Saladillo blanco – a promising native tree!

Saladillo blanco seeds
For the 2012 planting season Amazonia Reforestation is planting 5 hectares of Vochysia obscura of the Vochysiaceae family at its La Pedregoza plantation. Known locally as Saladillo blanco this tropical tree has many of the characteristics foresters look for. It is fast growing to harvestable maturity (10 to 15 years). It can be planted in marginal soils with high pH content. It does well in low lying areas subject to inundation, allowing for the economic use of areas that do not have good drainage. Best of all, it has a trunk that grows straight and tall, producing fine wood with great commercial acceptance.

Saladillo blanco flowers
The seeds can be collected from wild trees, providing foresters with the opportunity to select the trees with the best apparent genetics. Unlike some other native tree species, the seeds are abundant and do not attract as many animals and birds, making their collection easier. Foresters generally select from which trees they wish to collect seeds when the trees have their bright yellow flowers during the dry season in the Orinoco River basin. The flowers make the trees easy to distinguish and mark for later seed collection activities. The show of flowers also allows the forester to determine just how abundant seed production will be in each tree.

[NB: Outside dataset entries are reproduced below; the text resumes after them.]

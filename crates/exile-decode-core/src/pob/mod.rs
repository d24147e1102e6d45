//! Path of Building exports.
//!
//! A build reaches us either as raw XML or as an import code (the same XML,
//! zlib-compressed and base64-encoded). [`parse_pob_code`] handles the code,
//! [`parse_pob_xml`] the XML, and both produce a [`Build`].

mod build;
mod code;
mod item;
mod xml;

pub use build::{
    extract_items, parse_pob_code, parse_pob_xml, Build, Game, Gem, PassiveTree, SkillGroup,
};
pub use code::{clean_import_code, decode_import_code, inflate, CodeAlphabet, InflateError};
pub use item::{parse_item_text, ItemRecord, KNOWN_PROPERTIES};
pub use xml::{parse_document, XmlElement, XmlNode, MAX_ELEMENT_DEPTH};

Sprouting tables are used in the tree nursery, with high germination rates observed for the Saladillo blanco. Once the sprout is thumb tall it is transplanted into a planting bag filled with treated soil and placed in the nursery. Like many other tropical trees Vochysia obscura sets deep roots, so forestry engineers determine when the sapling is ready to be transplanted into the field. While the seedlings are in the nursery plantation tractors prepare the soil, deep plowing to a depth of 75 cm (30 inches), which allows the root to go deep quickly. At planting in moist areas tree planters add lime and special forestry fertilizer for best growth results.

Saladillo blanco tree
Thanks to their straight trunks, these trees reach 20 m (65 feet) in height and some 55 cm (22 inches) in diameter at breast height when they are ready to be harvested. The tree has been planted as an ornamental, but finds its greatest use as cut lumber and as wood for handicrafts, which explains its folkloric history in the llanos orientales or great plains of eastern Colombia. Several authors have recommended this tree for reforestation and afforestation projects, including Luis Enrique Acero Duarte in his “Plantas Utiles de la Cuenca del Orinoco” or “Useful Plants of the Orinoco River basin”.